Constructed with then-fashionable monolithic cladding, the home in Strathmore Park, Wellington, had a registered valuation of more than $1.2 million when completed in 1994.
Within months, said Patrick, the house had started to leak around the windows and woodburner and through the cladding.
Its failure to get a Code of Compliance Certificate was just the start of her "hellish" experience.
She and her husband tried to get the house fixed, but nothing worked for long. Years of disputes with the builders and costly repairs followed.
"By the third time I had paid to fix a specific leak, I said: 'What the hell is going on here, this is insane'. It was like being in quicksand."
Patrick's marriage broke up. She and son Cameron moved out. She tried to rent the house but tenants complained about the leaks.
The house was transferred to a family trust. At one point, the trust's executors described it as "untenantable". One quote for repairs put the cost at $525,000.
Worse still, Miranda and Cameron became sick, she with cancer of the tongue and throat and he with unexplained illnesses that saw him hospitalised four times.
They were told just before Christmas 2006 that the house contained dangerous mould and they had to get out immediately.
At one point, they were living in a friend's garage.
"No one goes from a 325sq m house to a garage without good reason," Patrick says.
Last February, after mediation failed, she went to the Weathertight Homes Resolution Service to seek compensation from Wellington City Council, the builder and the window provider.
The case was deemed out of time and Patrick was ordered to pay $160,000 costs.
She appealed to the High Court, but, three weeks ago, heard the figure would be reduced by only $30,000. It was the last straw.

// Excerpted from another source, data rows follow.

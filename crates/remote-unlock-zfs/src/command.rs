//! Spawns the host binaries (`zfs`, `zpool`, `killall`) with a timeout and
//! collects what they print.

use log::debug;
use remote_unlock_core::error::{UnlockError, UnlockResult};
use std::io::{self, Read, Write};
use std::path::{Path, PathBuf};
use std::process::{Child, ChildStderr, ChildStdout, Command, Stdio};
use std::thread;
use std::time::{Duration, Instant};

/// A binary path plus the timeout applied to every invocation.
#[derive(Debug, Clone)]
pub struct CommandRunner {
    path: PathBuf,
    timeout: Duration,
}

/// Captured result of a finished command.
#[derive(Debug)]
pub struct Output {
    pub stdout: String,
    pub stderr: String,
    pub status: i32,
}

impl Output {
    pub fn success(&self) -> bool {
        self.status == 0
    }

    /// Trimmed stderr, or stdout when stderr is empty.
    pub fn diagnostic(&self) -> &str {
        let stderr = self.stderr.trim();
        if stderr.is_empty() {
            self.stdout.trim()
        } else {
            stderr
        }
    }
}

impl CommandRunner {
    /// Wrap an existing binary; fails when `path` does not exist.
    pub fn with_path(path: PathBuf, timeout: Duration) -> UnlockResult<Self> {
        if !path.exists() {
            return Err(UnlockError::InvalidConfig(format!(
                "binary not found at {}",
                path.display()
            )));
        }
        Ok(Self { path, timeout })
    }

    /// Use the first of `candidates` that exists.
    pub fn discover(name: &str, candidates: &[&str], timeout: Duration) -> UnlockResult<Self> {
        candidates
            .iter()
            .map(Path::new)
            .find(|p| p.exists())
            .map(|p| Self {
                path: p.to_path_buf(),
                timeout,
            })
            .ok_or_else(|| {
                UnlockError::InvalidConfig(format!(
                    "unable to locate {name} binary; tried {candidates:?}"
                ))
            })
    }

    /// Configured path if given, discovery otherwise.
    pub fn resolve(
        name: &str,
        configured: Option<&Path>,
        candidates: &[&str],
        timeout: Duration,
    ) -> UnlockResult<Self> {
        match configured {
            Some(path) => Self::with_path(path.to_path_buf(), timeout),
            None => Self::discover(name, candidates, timeout),
        }
    }

    pub fn binary(&self) -> &Path {
        &self.path
    }

    /// Run with `args`, optionally feeding `input` on stdin, and capture the result.
    pub fn run(&self, args: &[&str], input: Option<&[u8]>) -> UnlockResult<Output> {
        let mut command = Command::new(&self.path);
        command.args(args);
        command.stdout(Stdio::piped());
        command.stderr(Stdio::piped());
        command.stdin(if input.is_some() {
            Stdio::piped()
        } else {
            Stdio::null()
        });

        let mut child = command.spawn()?;

        if let Some(bytes) = input {
            if let Some(mut stdin) = child.stdin.take() {
                match stdin.write_all(bytes).and_then(|_| stdin.flush()) {
                    Ok(()) => {}
                    // The child may exit without reading its input.
                    Err(err) if err.kind() == io::ErrorKind::BrokenPipe => {
                        debug!("{} closed stdin early", self.path.display());
                    }
                    Err(err) => {
                        let _ = child.kill();
                        let _ = child.wait();
                        return Err(err.into());
                    }
                }
            }
        }

        let stdout_pipe = child.stdout.take();
        let stderr_pipe = child.stderr.take();
        self.wait_with_timeout(child, stdout_pipe, stderr_pipe, args)
    }

    /// Run and turn a non-zero exit into a provider error carrying the diagnostic.
    pub fn run_checked(&self, args: &[&str]) -> UnlockResult<Output> {
        let out = self.run(args, None)?;
        if !out.success() {
            return Err(self.failure(args, &out));
        }
        Ok(out)
    }

    /// Describe a failed invocation.
    pub fn failure(&self, args: &[&str], output: &Output) -> UnlockError {
        let diagnostic = output.diagnostic();
        UnlockError::Provider(format!(
            "{} {} exited with code {}: {}",
            self.path.display(),
            args.join(" "),
            output.status,
            if diagnostic.is_empty() {
                "no additional output"
            } else {
                diagnostic
            }
        ))
    }

    fn wait_with_timeout(
        &self,
        mut child: Child,
        stdout_pipe: Option<ChildStdout>,
        stderr_pipe: Option<ChildStderr>,
        args: &[&str],
    ) -> UnlockResult<Output> {
        let start = Instant::now();
        let stdout_handle = spawn_output_reader(stdout_pipe);
        let stderr_handle = spawn_output_reader(stderr_pipe);
        let mut exit_status = None;

        while start.elapsed() <= self.timeout {
            if let Some(status) = child.try_wait()? {
                exit_status = Some(status);
                break;
            }
            thread::sleep(Duration::from_millis(25));
        }

        let Some(exit_status) = exit_status else {
            let _ = child.kill();
            let _ = child.wait();
            return Err(UnlockError::Provider(format!(
                "{} {} timed out after {:?}",
                self.path.display(),
                args.join(" "),
                self.timeout
            )));
        };

        let stdout = stdout_handle
            .join()
            .map_err(|_| UnlockError::Provider("stdout reader thread panicked".into()))??;
        let stderr = stderr_handle
            .join()
            .map_err(|_| UnlockError::Provider("stderr reader thread panicked".into()))??;

        Ok(Output {
            stdout,
            stderr,
            status: exit_status.code().unwrap_or(-1),
        })
    }
}

/// Drain a pipe on a helper thread so a chatty child never blocks on a full pipe.
fn spawn_output_reader<R>(pipe: Option<R>) -> thread::JoinHandle<UnlockResult<String>>
where
    R: Read + Send + 'static,
{
    thread::spawn(move || -> UnlockResult<String> {
        let Some(mut reader) = pipe else {
            return Ok(String::new());
        };
        let mut buf = Vec::new();
        reader.read_to_end(&mut buf)?;
        Ok(String::from_utf8_lossy(&buf).into_owned())
    })
}

#[cfg(all(test, unix))]
mod tests {
    use super::*;
    use std::fs;
    use std::os::unix::fs::PermissionsExt;
    use tempfile::tempdir;

    fn script(dir: &Path, name: &str, body: &str) -> PathBuf {
        let path = dir.join(name);
        fs::write(&path, body).unwrap();
        let mut perms = fs::metadata(&path).unwrap().permissions();
        perms.set_mode(0o755);
        fs::set_permissions(&path, perms).unwrap();
        path
    }

    #[test]
    fn captures_output_and_status() {
        let tmp = tempdir().unwrap();
        let path = script(
            tmp.path(),
            "echo.sh",
            "#!/bin/sh\nread line\necho \"got $line\"\necho oops >&2\nexit 3\n",
        );
        let runner = CommandRunner::with_path(path, Duration::from_secs(5)).unwrap();

        let out = runner.run(&[], Some(b"secret\n")).unwrap();
        assert_eq!(out.stdout.trim(), "got secret");
        assert_eq!(out.diagnostic(), "oops");
        assert_eq!(out.status, 3);
        assert!(!out.success());
    }

    #[test]
    fn run_checked_reports_diagnostic() {
        let tmp = tempdir().unwrap();
        let path = script(tmp.path(), "fail.sh", "#!/bin/sh\necho 'no pools available' >&2\nexit 1\n");
        let runner = CommandRunner::with_path(path, Duration::from_secs(5)).unwrap();

        let err = runner.run_checked(&["list"]).unwrap_err();
        let msg = err.to_string();
        assert!(msg.contains("exited with code 1"), "{msg}");
        assert!(msg.contains("no pools available"), "{msg}");
    }

    #[test]
    fn slow_commands_time_out() {
        let tmp = tempdir().unwrap();
        let path = script(tmp.path(), "slow.sh", "#!/bin/sh\nsleep 5\n");
        let runner = CommandRunner::with_path(path, Duration::from_millis(200)).unwrap();

        let err = runner.run(&["get"], None).unwrap_err();
        assert!(err.to_string().contains("timed out"), "{err}");
    }

    #[test]
    fn discovery_picks_first_existing_candidate() {
        let tmp = tempdir().unwrap();
        let present = script(tmp.path(), "zfs", "#!/bin/sh\n");
        let missing = tmp.path().join("nope");
        let candidates = [
            missing.to_str().unwrap(),
            present.to_str().unwrap(),
        ];

        let runner = CommandRunner::discover("zfs", &candidates, Duration::from_secs(1)).unwrap();
        assert_eq!(runner.binary(), present.as_path());

        let err = CommandRunner::discover("zfs", &candidates[..1], Duration::from_secs(1)).unwrap_err();
        assert!(matches!(err, UnlockError::InvalidConfig(_)));
    }

    #[test]
    fn configured_path_must_exist() {
        let err = CommandRunner::resolve(
            "zpool",
            Some(Path::new("/definitely/not/here/zpool")),
            &[],
            Duration::from_secs(1),
        )
        .unwrap_err();
        assert!(err.to_string().contains("binary not found"), "{err}");
    }
}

After a 14-year battle, she has accepted the house will probably be sold by the family trust to recoup some of the hundreds of thousands of dollars in losses.
"It's time to throw in the towel," she says. "This year's Christmas present is that we will lose the house as well."
Nobody knows exactly how many leaky buildings are in New Zealand. One of the leading experts on the crisis, Homeowners and Buyers Association president John Gray, reckons at least 80,000 homes could be affected.
He describes it as a "national disaster" and says there are no winners, except the lawyers.
The Sienna Terraces owners' committee is also employing law firm Grimshaw & Co - which had such a good 2008 it shouted staff a trip to Fiji - in its joint action against the council for signing off the development.
Patrick says a "no fault" solution is needed desperately. The "wasteful" Weathertight Homes Resolution Service set up by the last Government should be scrapped and the money spent on repairing shoddy homes.
The Government has said it favours that approach, but firm proposals have yet to emerge.
Building and Housing Department officials announced a "full evaluation" of the service when they briefed the new minister, Maurice Williamson, in December.
They said the service's objective of working to ensure the early repair of affected homes "is not being substantially achieved".
The results of the review are expected early this year, but that's likely to be too late for Patrick and others in her situation.
"I am really stressed, I can't sleep, I am expecting to lose this place," says Biddle. "This has been a nightmare for three years. I have even thought of stopping the mortgage, locking the door and disappearing."
Angry and disillusioned, Patrick is unable to work and contemplating leaving the country.
"I have gone from being rich to being unemployed. And for what? I built a house - that was the worst thing I did."